Gmail as Blacknet
Major Variola (ret)
mv at cdc.gov
Thu Apr 8 10:21:14 PDT 2004
At 05:26 AM 4/8/04 -0400, An Metet wrote:
>The privacy news has been full of fuss and bluster lately about
>Google's proposed Gmail service.
>Cypherpunks have two somewhat contradictory positions on the issue.
>First, as lovers of privacy, they will share the concerns in the letter
>and they would be reluctant to use Gmail as configured, at least with
>any pseudonym which hoped to retain privacy.
I disagree. A punk would assume any server not under their control
archives everything, as do all routers between said punk and the server.
But second, as lovers of
>freedom, they would encourage Google and every other company to
experiment
>with new services and new technologies, allowing individuals to freely
>decide whether to use them or not.
We should use the service but only send encrypted mail :-)
>One of the oldest Cypherpunk philosophical thought experiments
>was BlackNet, a hypothetical offshore data haven whose main job,
>paradoxically, was to defeat privacy.

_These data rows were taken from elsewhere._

//! Command line interface.

use anyhow::Context;
use clap::{Parser, ValueEnum};
use eni_cleanup::{CleanupConfig, HookPhase};
use std::path::PathBuf;
use std::time::Duration;

/// Log output format
#[derive(Debug, Clone, Copy, PartialEq, Eq, Default, ValueEnum)]
pub enum LogFormat {
    #[default]
    Text,
    Json,
}

/// Reclaim orphaned network interfaces before a stack's security groups
/// and subnets are deleted
#[derive(Parser, Debug)]
#[command(name = "eni-cleanupd")]
#[command(author, version, about, long_about = None)]
pub struct Args {
    /// Path to a TOML configuration file
    #[arg(short = 'c', long)]
    pub config: Option<PathBuf>,

    /// Region to scan; repeat for several (replaces the configured list)
    #[arg(short = 'r', long = "region")]
    pub regions: Vec<String>,

    /// Record what would happen without changing anything
    #[arg(long)]
    pub dry_run: bool,

    /// Only remove security-group associations, never delete
    #[arg(long)]
    pub disassociate_only: bool,

    /// Only touch interfaces in this security group, and only remove it
    #[arg(long)]
    pub security_group_id: Option<String>,

    /// Security group to leave on an interface that would end up with none
    #[arg(long)]
    pub default_security_group_id: Option<String>,

    /// Maximum interfaces processed at once per region
    #[arg(long)]
    pub concurrency: Option<usize>,

    /// Log level (trace, debug, info, warn, error)
    #[arg(short = 'l', long)]
    pub log_level: Option<String>,

    /// Log output format
    #[arg(long, value_enum, default_value_t = LogFormat::Text)]
    pub log_format: LogFormat,

    /// Lifecycle phase the hook runs at (apply, destroy)
    #[arg(long, default_value = "destroy")]
    pub phase: HookPhase,

    /// Stop starting new interfaces after this many seconds
    #[arg(long)]
    pub timeout_secs: Option<u64>,

    /// Print the report as JSON instead of text
    #[arg(long)]
    pub json: bool,
}

impl Args {
    /// Loads the configuration file (if any) and applies the flags on top.
    pub fn load_config(&self) -> anyhow::Result<CleanupConfig> {
        let mut config = match &self.config {
            Some(path) => CleanupConfig::load(path)
                .with_context(|| format!("loading {}", path.display()))?,
            None => CleanupConfig::default(),
        };
        self.apply_overrides(&mut config);
        Ok(config)
    }

    /// Flags win over file values.
    pub fn apply_overrides(&self, config: &mut CleanupConfig) {
        if !self.regions.is_empty() {
            config.regions = self.regions.clone();
        }
        if self.dry_run {
            config.cleanup.dry_run = true;
        }
        if self.disassociate_only {
            config.cleanup.disassociate_only = true;
        }
        if let Some(group) = &self.security_group_id {
            config.cleanup.target_security_group_id = Some(group.clone());
        }
        if let Some(group) = &self.default_security_group_id {
            config.cleanup.default_security_group_id = Some(group.clone());
        }
        if let Some(limit) = self.concurrency {
            config.cleanup.concurrency_limit = limit;
        }
        if let Some(level) = &self.log_level {
            config.log_level = level.clone();
        }
    }

    pub fn timeout(&self) -> Option<Duration> {
        self.timeout_secs.map(Duration::from_secs)
    }
}

#[cfg(test)]
mod tests {
    use super::*;
    use pretty_assertions::assert_eq;
    use std::io::Write;

    #[test]
    fn test_defaults() {
        let args = Args::parse_from(["eni-cleanupd", "--region", "us-east-1"]);
        assert_eq!(args.phase, HookPhase::Destroy);
        assert_eq!(args.log_format, LogFormat::Text);
        assert!(args.timeout().is_none());

        let config = args.load_config().unwrap();
        assert_eq!(config.regions, vec!["us-east-1"]);
        assert_eq!(config.cleanup.concurrency_limit, 4);
        assert_eq!(config.log_level, "info");
    }

    #[test]
    fn test_flags_override_file() {
        let mut file = tempfile::NamedTempFile::new().unwrap();
        writeln!(
            file,
            r#"
regions = ["eu-west-1"]
log_level = "warn"

[cleanup]
concurrency_limit = 8
"#
        )
        .unwrap();

        let path = file.path().to_string_lossy().to_string();
        let args = Args::parse_from([
            "eni-cleanupd",
            "--config",
            path.as_str(),
            "-r",
            "us-east-1",
            "-r",
            "us-west-2",
            "--concurrency",
            "2",
            "--security-group-id",
            "sg-123",
            "--dry-run",
            "--phase",
            "apply",
            "--timeout-secs",
            "30",
        ]);
        let config = args.load_config().unwrap();

        assert_eq!(config.regions, vec!["us-east-1", "us-west-2"]);
        assert_eq!(config.cleanup.concurrency_limit, 2);
        assert_eq!(config.cleanup.target_security_group(), Some("sg-123"));
        assert!(config.cleanup.dry_run);
        assert_eq!(config.log_level, "warn");
        assert_eq!(args.phase, HookPhase::Apply);
        assert_eq!(args.timeout(), Some(Duration::from_secs(30)));
    }

    #[test]
    fn test_bad_phase_rejected() {
        let result = Args::try_parse_from(["eni-cleanupd", "--phase", "create"]);
        assert!(result.is_err());
    }

    #[test]
    fn test_missing_config_file() {
        let args = Args::parse_from(["eni-cleanupd", "--config", "/nonexistent/eni.toml"]);
        assert!(args.load_config().is_err());
    }
}
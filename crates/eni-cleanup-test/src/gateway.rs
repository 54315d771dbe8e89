//! In-memory provider gateway
//!
//! Holds one region's interfaces in provider order and applies every call
//! to them, so repeated runs see the effects of earlier ones. Faults can be
//! scripted per operation and per interface, and every call is journaled.

use async_trait::async_trait;
use eni_cleanup::{
    GatewayError, GatewayFactory, GatewayResult, ListFilter, NetworkInterfaceGateway,
};
use eni_types::{AttachmentState, InterfaceStatus, NetworkInterfaceRecord};
use parking_lot::Mutex;
use std::collections::{BTreeMap, HashMap};
use std::sync::Arc;
use std::time::Duration;

/// Gateway operation, for fault scripting and the journal.
#[derive(Debug, Clone, Copy, PartialEq, Eq, Hash)]
pub enum Operation {
    List,
    Describe,
    ModifyGroups,
    Detach,
    Delete,
    CreateTags,
}

impl Operation {
    pub fn is_mutation(&self) -> bool {
        matches!(
            self,
            Operation::ModifyGroups | Operation::Detach | Operation::Delete | Operation::CreateTags
        )
    }
}

/// One journaled call. `target` is the interface id (the region for
/// listings).
#[derive(Debug, Clone, PartialEq, Eq)]
pub struct Call {
    pub op: Operation,
    pub target: String,
}

#[derive(Debug, Clone)]
struct Fault {
    error: GatewayError,
    /// `None` fails forever.
    remaining: Option<usize>,
}

#[derive(Debug, Default)]
struct State {
    interfaces: Vec<NetworkInterfaceRecord>,
    faults: HashMap<(Operation, Option<String>), Fault>,
    journal: Vec<Call>,
    in_flight: usize,
    max_in_flight: usize,
}

impl State {
    fn position(&self, id: &str) -> Option<usize> {
        self.interfaces.iter().position(|r| r.id == id)
    }

    fn owner_of_attachment(&self, attachment_id: &str) -> Option<usize> {
        self.interfaces.iter().position(|r| {
            r.attachment
                .as_ref()
                .is_some_and(|a| a.attachment_id == attachment_id)
        })
    }

    /// Pops the fault for `op` on `target`, falling back to a fault on the
    /// operation as a whole.
    fn take_fault(&mut self, op: Operation, target: &str) -> Option<GatewayError> {
        let key = [(op, Some(target.to_string())), (op, None)]
            .into_iter()
            .find(|k| self.faults.contains_key(k))?;
        let fault = self.faults.get_mut(&key)?;
        let error = fault.error.clone();
        let exhausted = match fault.remaining.as_mut() {
            Some(n) => {
                *n = n.saturating_sub(1);
                *n == 0
            }
            None => false,
        };
        if exhausted {
            self.faults.remove(&key);
        }
        Some(error)
    }
}

/// Scriptable single-region gateway.
pub struct InMemoryGateway {
    region: String,
    state: Mutex<State>,
    latency: Duration,
    detach_settles: bool,
}

impl InMemoryGateway {
    pub fn new(region: impl Into<String>) -> Self {
        Self {
            region: region.into(),
            state: Mutex::new(State::default()),
            latency: Duration::ZERO,
            detach_settles: true,
        }
    }

    /// Adds interfaces in provider order.
    pub fn with_interfaces<I>(self, records: I) -> Self
    where
        I: IntoIterator<Item = NetworkInterfaceRecord>,
    {
        self.state.lock().interfaces.extend(records);
        self
    }

    /// Every call sleeps this long before applying.
    pub fn with_latency(mut self, latency: Duration) -> Self {
        self.latency = latency;
        self
    }

    /// When false, detach requests are accepted but the attachment never
    /// goes away.
    pub fn with_detach_settles(mut self, settles: bool) -> Self {
        self.detach_settles = settles;
        self
    }

    /// Fails `op` on `id` forever (every id when `id` is `None`).
    pub fn fail(&self, op: Operation, id: Option<&str>, error: GatewayError) {
        self.insert_fault(op, id, error, None);
    }

    /// Fails `op` on `id` for the next `times` calls.
    pub fn fail_times(&self, op: Operation, id: Option<&str>, times: usize, error: GatewayError) {
        if times > 0 {
            self.insert_fault(op, id, error, Some(times));
        }
    }

    fn insert_fault(&self, op: Operation, id: Option<&str>, error: GatewayError, remaining: Option<usize>) {
        self.state
            .lock()
            .faults
            .insert((op, id.map(str::to_string)), Fault { error, remaining });
    }

    /// Removes every scripted fault.
    pub fn clear_faults(&self) {
        self.state.lock().faults.clear();
    }

    /// Drops the interface's attachment as if the provider finished a
    /// detach on its own.
    pub fn settle_detach(&self, id: &str) {
        let mut state = self.state.lock();
        if let Some(index) = state.position(id) {
            let record = &mut state.interfaces[index];
            record.attachment = None;
            record.status = InterfaceStatus::Available;
        }
    }

    /// Current snapshot of one interface.
    pub fn interface(&self, id: &str) -> Option<NetworkInterfaceRecord> {
        let state = self.state.lock();
        state.position(id).map(|i| state.interfaces[i].clone())
    }

    pub fn interfaces(&self) -> Vec<NetworkInterfaceRecord> {
        self.state.lock().interfaces.clone()
    }

    pub fn contains(&self, id: &str) -> bool {
        self.interface(id).is_some()
    }

    /// Tags currently on an interface (empty if it is gone).
    pub fn tags(&self, id: &str) -> BTreeMap<String, String> {
        self.interface(id).map(|r| r.tags).unwrap_or_default()
    }

    pub fn calls(&self) -> Vec<Call> {
        self.state.lock().journal.clone()
    }

    /// Journaled calls of one operation, in order.
    pub fn calls_of(&self, op: Operation) -> Vec<String> {
        self.state
            .lock()
            .journal
            .iter()
            .filter(|c| c.op == op)
            .map(|c| c.target.clone())
            .collect()
    }

    pub fn mutation_count(&self) -> usize {
        self.state
            .lock()
            .journal
            .iter()
            .filter(|c| c.op.is_mutation())
            .count()
    }

    /// Most calls that were ever in progress at once.
    pub fn max_in_flight(&self) -> usize {
        self.state.lock().max_in_flight
    }

    /// Journals the call, waits the configured latency and returns the
    /// scripted fault, if any.
    async fn enter(&self, op: Operation, target: &str) -> Option<GatewayError> {
        {
            let mut state = self.state.lock();
            state.journal.push(Call {
                op,
                target: target.to_string(),
            });
            state.in_flight += 1;
            state.max_in_flight = state.max_in_flight.max(state.in_flight);
        }
        if !self.latency.is_zero() {
            tokio::time::sleep(self.latency).await;
        }
        let mut state = self.state.lock();
        state.in_flight -= 1;
        state.take_fault(op, target)
    }
}

#[async_trait]
impl NetworkInterfaceGateway for InMemoryGateway {
    async fn list_interfaces(&self, filter: &ListFilter) -> GatewayResult<Vec<NetworkInterfaceRecord>> {
        if let Some(err) = self.enter(Operation::List, &self.region).await {
            return Err(err);
        }
        let state = self.state.lock();
        Ok(state
            .interfaces
            .iter()
            .filter(|r| match filter.security_group_id.as_deref() {
                Some(group) => r.has_security_group(group),
                None => true,
            })
            .cloned()
            .collect())
    }

    async fn describe_interface(&self, id: &str) -> GatewayResult<Option<NetworkInterfaceRecord>> {
        if let Some(err) = self.enter(Operation::Describe, id).await {
            return Err(err);
        }
        Ok(self.interface(id))
    }

    async fn modify_security_groups(&self, id: &str, groups: &[String]) -> GatewayResult<()> {
        if let Some(err) = self.enter(Operation::ModifyGroups, id).await {
            return Err(err);
        }
        let mut state = self.state.lock();
        let index = state.position(id).ok_or_else(|| GatewayError::not_found(id))?;
        state.interfaces[index].security_group_ids = groups.to_vec();
        Ok(())
    }

    async fn detach(&self, attachment_id: &str, _force: bool) -> GatewayResult<()> {
        let owner = {
            let state = self.state.lock();
            state
                .owner_of_attachment(attachment_id)
                .map(|i| state.interfaces[i].id.clone())
        };
        let target = owner.as_deref().unwrap_or(attachment_id);
        if let Some(err) = self.enter(Operation::Detach, target).await {
            return Err(err);
        }

        let mut state = self.state.lock();
        let index = state
            .owner_of_attachment(attachment_id)
            .ok_or_else(|| GatewayError::not_found(attachment_id))?;
        let record = &mut state.interfaces[index];
        if self.detach_settles {
            record.attachment = None;
            record.status = InterfaceStatus::Available;
        } else if let Some(attachment) = record.attachment.as_mut() {
            attachment.status = Some(AttachmentState::Detaching);
        }
        Ok(())
    }

    async fn delete_interface(&self, id: &str) -> GatewayResult<()> {
        if let Some(err) = self.enter(Operation::Delete, id).await {
            return Err(err);
        }
        let mut state = self.state.lock();
        let index = state.position(id).ok_or_else(|| GatewayError::not_found(id))?;
        if state.interfaces[index].needs_detach() {
            return Err(GatewayError::api_with_code(
                "DeleteNetworkInterface",
                "InvalidNetworkInterface.InUse",
                format!("The interface {} is currently in use.", id),
            ));
        }
        state.interfaces.remove(index);
        Ok(())
    }

    async fn create_tags(&self, id: &str, tags: &[(String, String)]) -> GatewayResult<()> {
        if let Some(err) = self.enter(Operation::CreateTags, id).await {
            return Err(err);
        }
        let mut state = self.state.lock();
        let index = state.position(id).ok_or_else(|| GatewayError::not_found(id))?;
        let record = &mut state.interfaces[index];
        for (key, value) in tags {
            record.tags.insert(key.clone(), value.clone());
        }
        Ok(())
    }
}

/// Hands out [`InMemoryGateway`]s by region.
#[derive(Default)]
pub struct InMemoryGatewayFactory {
    gateways: HashMap<String, Arc<InMemoryGateway>>,
    unavailable: HashMap<String, String>,
}

impl InMemoryGatewayFactory {
    pub fn new() -> Self {
        Self::default()
    }

    /// Registers a gateway under its own region.
    pub fn with_gateway(mut self, gateway: Arc<InMemoryGateway>) -> Self {
        self.gateways.insert(gateway.region.clone(), gateway);
        self
    }

    /// Makes client construction fail for `region`.
    pub fn with_unavailable_region(mut self, region: impl Into<String>, message: impl Into<String>) -> Self {
        self.unavailable.insert(region.into(), message.into());
        self
    }
}

#[async_trait]
impl GatewayFactory for InMemoryGatewayFactory {
    async fn gateway(&self, region: &str) -> GatewayResult<Arc<dyn NetworkInterfaceGateway>> {
        if let Some(message) = self.unavailable.get(region) {
            return Err(GatewayError::client(region, message.clone()));
        }
        match self.gateways.get(region) {
            Some(gateway) => Ok(Arc::clone(gateway) as Arc<dyn NetworkInterfaceGateway>),
            None => Err(GatewayError::client(region, "no gateway registered")),
        }
    }
}

#[cfg(test)]
mod tests {
    use super::*;
    use crate::fixtures::{attached_eni, available_eni, eni_with_groups};

    #[tokio::test]
    async fn test_scripted_fault_expires() {
        let gateway = InMemoryGateway::new("us-east-1").with_interfaces([available_eni("eni-1")]);
        gateway.fail_times(
            Operation::Delete,
            Some("eni-1"),
            1,
            GatewayError::api("DeleteNetworkInterface", "throttled"),
        );

        assert!(gateway.delete_interface("eni-1").await.is_err());
        assert!(gateway.delete_interface("eni-1").await.is_ok());
        assert!(!gateway.contains("eni-1"));
        assert!(gateway.delete_interface("eni-1").await.unwrap_err().is_not_found());
        assert_eq!(gateway.calls_of(Operation::Delete).len(), 3);
    }

    #[tokio::test]
    async fn test_list_filter_by_group() {
        let gateway = InMemoryGateway::new("us-east-1").with_interfaces([
            eni_with_groups("eni-1", &["sg-a"]),
            eni_with_groups("eni-2", &["sg-b"]),
        ]);
        let listed = gateway
            .list_interfaces(&ListFilter::by_security_group("sg-b"))
            .await
            .unwrap();
        assert_eq!(listed.len(), 1);
        assert_eq!(listed[0].id, "eni-2");
    }

    #[tokio::test]
    async fn test_attached_interface_cannot_be_deleted() {
        let gateway = InMemoryGateway::new("us-east-1").with_interfaces([attached_eni("eni-1", "attach-1")]);
        assert!(gateway.delete_interface("eni-1").await.is_err());

        gateway.detach("attach-1", true).await.unwrap();
        assert_eq!(gateway.calls_of(Operation::Detach), vec!["eni-1"]);
        assert!(gateway.delete_interface("eni-1").await.is_ok());
    }

    #[tokio::test]
    async fn test_factory_unavailable_region() {
        let factory = InMemoryGatewayFactory::new()
            .with_gateway(Arc::new(InMemoryGateway::new("us-east-1")))
            .with_unavailable_region("eu-west-1", "expired token");
        assert!(factory.gateway("us-east-1").await.is_ok());
        assert!(factory.gateway("eu-west-1").await.is_err());
        assert!(factory.gateway("ap-south-1").await.is_err());
    }
}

BlackNet would serve as a market
>and a storage facility for information that might be of value, one
example
>being credit rating information. BlackNet demonstrated that even when
>third parties sought to prevent the flow of information, for example
>by mandating that credit report data be deleted after so many years,
>Cypherpunk technologies could keep the information available and alive.
The net never forgets. BlackNet would support that behavior even in
the face of Men with Guns.
>Oddly, few Cypherpunks appeared to notice the inconsistency with a
>supposedly privacy-oriented group promoting a technology which would
>harm privacy. The actual resolution is that Cypherpunks see privacy as
>a means to an end. That end is freedom. Privacy will lead to freedom
>by allowing people to communicate and contract without interference and
>meddling by interlopers. BlackNet is an example of the kind of system
>which would appear if people were truly free. That it harms privacy is
>merely an incidental side effect.
The LA riots were excellent reminders to the layfolk that guns are
important. BlackNet's persistant-despite-your-guns behavior is
an excellent reminder to curb your info-promiscuity.

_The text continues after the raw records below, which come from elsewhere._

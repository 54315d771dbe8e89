//! Orphan detection: the pure classifier and the multi-region detector.

mod classifier;
mod detector;
mod types;

pub use classifier::is_orphan_candidate;
pub use detector::Detector;
pub use types::{Candidate, DetectionReport, Reason, Verdict};
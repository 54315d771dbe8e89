//! End-to-end hook scenarios
//!
//! Detection plus cleanup through the destroy-time hook facade.

use eni_cleanup::{
    CancellationToken, CleanupConfig, CleanupOptions, EniCleanupHook, GatewayError, HookPhase,
};
use eni_cleanup_test::{
    assert_manual_review_tags, available_eni, available_eni_in, eks_eni, eni_with_groups, in_use_eni, InMemoryGateway,
    InMemoryGatewayFactory, Operation, SummaryVerifier, REGION,
};
use eni_types::{CleanupAction, ErrorKind, NetworkInterfaceRecord};
use pretty_assertions::assert_eq;
use std::sync::Arc;

fn hook(
    records: Vec<NetworkInterfaceRecord>,
    configure: impl FnOnce(&mut CleanupConfig),
) -> (Arc<InMemoryGateway>, EniCleanupHook) {
    let gateway = Arc::new(InMemoryGateway::new(REGION).with_interfaces(records));
    let factory = Arc::new(InMemoryGatewayFactory::new().with_gateway(Arc::clone(&gateway)));
    let mut config = CleanupConfig::for_regions([REGION]);
    config.cleanup = CleanupOptions::immediate();
    configure(&mut config);
    let hook = EniCleanupHook::new(config, factory).unwrap();
    (gateway, hook)
}

#[tokio::test]
async fn test_reserved_interface_never_reaches_cleanup() {
    let (gateway, hook) = hook(vec![available_eni("eni-1"), eks_eni("eni-2")], |_| {});

    let report = hook.run(HookPhase::Destroy, &CancellationToken::new()).await;

    let verifier = SummaryVerifier::new(&report.summary);
    verifier.assert_counts(1, 0, 0).unwrap();
    verifier.assert_action("eni-1", CleanupAction::Deleted).unwrap();
    verifier.assert_absent("eni-2").unwrap();
    assert!(gateway.contains("eni-2"));
    assert_eq!(report.ignored, 1);
}

#[tokio::test]
async fn test_excluded_tag_is_skipped_and_other_proceeds() {
    let (gateway, hook) = hook(
        vec![
            available_eni("eni-1").with_tag("DoNotDelete", "true"),
            available_eni("eni-2"),
        ],
        |config| config.filter.exclude_tag_keys = vec!["DoNotDelete".to_string()],
    );

    let report = hook.run(HookPhase::Destroy, &CancellationToken::new()).await;

    let verifier = SummaryVerifier::new(&report.summary);
    verifier.assert_counts(1, 0, 1).unwrap();
    verifier.assert_action("eni-1", CleanupAction::Skipped).unwrap();
    verifier.assert_action("eni-2", CleanupAction::Deleted).unwrap();
    assert!(gateway.contains("eni-1"));
}

#[tokio::test]
async fn test_dry_run_is_idempotent() {
    let (gateway, hook) = hook(
        vec![
            available_eni("eni-1"),
            eni_with_groups("eni-2", &["sg-a"]),
            in_use_eni("eni-3"),
        ],
        |config| config.cleanup.dry_run = true,
    );

    let first = hook.run(HookPhase::Apply, &CancellationToken::new()).await;
    let second = hook.run(HookPhase::Apply, &CancellationToken::new()).await;

    assert!(first.dry_run);
    assert_eq!(first.summary, second.summary);
    assert_eq!(first.summary.skipped, 2);
    assert_eq!(gateway.mutation_count(), 0);
    assert_eq!(gateway.interfaces().len(), 3);
}

#[tokio::test]
async fn test_destroy_ignores_dry_run() {
    let (gateway, hook) = hook(vec![available_eni("eni-1")], |config| {
        config.cleanup.dry_run = true
    });

    let report = hook.run(HookPhase::Destroy, &CancellationToken::new()).await;

    assert!(!report.dry_run);
    assert_eq!(report.summary.success, 1);
    assert!(!gateway.contains("eni-1"));
}

#[tokio::test]
async fn test_second_live_run_finds_nothing() {
    let (gateway, hook) = hook(
        vec![available_eni("eni-1"), available_eni("eni-2")],
        |_| {},
    );

    let first = hook.run(HookPhase::Destroy, &CancellationToken::new()).await;
    let second = hook.run(HookPhase::Destroy, &CancellationToken::new()).await;

    assert_eq!(first.summary.success, 2);
    assert_eq!(second.summary.total(), 0);
    assert_eq!(gateway.calls_of(Operation::Delete).len(), 2);
}

#[tokio::test]
async fn test_tagged_interface_reclaimed_on_retry() {
    let (gateway, hook) = hook(vec![eni_with_groups("eni-1", &["sg-a"])], |_| {});
    gateway.fail(
        Operation::Delete,
        Some("eni-1"),
        GatewayError::api_with_code("DeleteNetworkInterface", "DependencyViolation", "in use"),
    );
    gateway.fail(
        Operation::ModifyGroups,
        Some("eni-1"),
        GatewayError::api("ModifyNetworkInterfaceAttribute", "throttled"),
    );

    let first = hook.run(HookPhase::Destroy, &CancellationToken::new()).await;
    SummaryVerifier::new(&first.summary)
        .assert_action("eni-1", CleanupAction::TaggedForManualReview)
        .unwrap();
    assert_manual_review_tags(&gateway, "eni-1").unwrap();

    gateway.clear_faults();
    let second = hook.run(HookPhase::Destroy, &CancellationToken::new()).await;

    let verifier = SummaryVerifier::new(&second.summary);
    verifier.assert_counts(1, 0, 0).unwrap();
    verifier.assert_action("eni-1", CleanupAction::Deleted).unwrap();
    assert!(!gateway.contains("eni-1"));
}

#[tokio::test]
async fn test_partial_region_failure() {
    let healthy = Arc::new(InMemoryGateway::new("us-west-2").with_interfaces([
        available_eni_in("eni-b1", "us-west-2"),
        available_eni_in("eni-b2", "us-west-2"),
        available_eni_in("eni-b3", "us-west-2"),
    ]));
    let factory = Arc::new(
        InMemoryGatewayFactory::new()
            .with_gateway(healthy)
            .with_unavailable_region("us-east-1", "unable to load credentials"),
    );
    let mut config = CleanupConfig::for_regions(["us-east-1", "us-west-2"]);
    config.cleanup = CleanupOptions::immediate();
    let hook = EniCleanupHook::new(config, factory).unwrap();

    let report = hook.run(HookPhase::Destroy, &CancellationToken::new()).await;

    assert_eq!(report.summary.total(), 3);
    assert_eq!(report.summary.success, 3);
    assert_eq!(report.region_errors.len(), 1);
    assert_eq!(report.region_errors[0].kind(), ErrorKind::RegionUnavailable);
    assert!(report.has_failures());
}

#[tokio::test]
async fn test_target_group_mode_end_to_end() {
    let (gateway, hook) = hook(
        vec![
            eni_with_groups("eni-1", &["sg-x", "sg-a"]),
            eni_with_groups("eni-2", &["sg-a"]),
        ],
        |config| {
            config.cleanup.disassociate_only = true;
            config.cleanup.target_security_group_id = Some("sg-x".to_string());
        },
    );

    let report = hook.run(HookPhase::Apply, &CancellationToken::new()).await;

    // eni-2 is filtered out by the listing itself
    assert_eq!(report.scanned, 1);
    SummaryVerifier::new(&report.summary)
        .assert_action("eni-1", CleanupAction::Disassociated)
        .unwrap();
    assert_eq!(
        gateway.interface("eni-1").unwrap().security_group_ids,
        vec!["sg-a"]
    );
    assert_eq!(gateway.calls_of(Operation::ModifyGroups), vec!["eni-1"]);
}

#[tokio::test]
async fn test_report_renders() {
    let (_gateway, hook) = hook(vec![available_eni("eni-1")], |_| {});

    let report = hook.run(HookPhase::Destroy, &CancellationToken::new()).await;

    let json: serde_json::Value = serde_json::from_str(&report.to_json().unwrap()).unwrap();
    assert_eq!(json["summary"]["success"], 1);
    assert_eq!(json["summary"]["outcomes"][0]["id"], "eni-1");
    assert!(report.render_text().contains("eni-1 [us-east-1] deleted"));
}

>>From the Cypherpunk perspective, the criticism of Gmail misses the
mark;
>rather, all web mail systems should be understood as fundamentally
>inconsistent with privacy. If you want privacy, you have to do it
>yourself. Writing an angry letter is at best going to make the privacy
>violations more covert. It accomplishes nothing in the end.
Yep. It could still be useful for things like distributed data storage,
dead-man switches, etc. where content is encrypted. Much like
any other free service, only nominally with more storage.
-------
I think people have not quite gotten their hands around the
speed at which information can be disseminated online.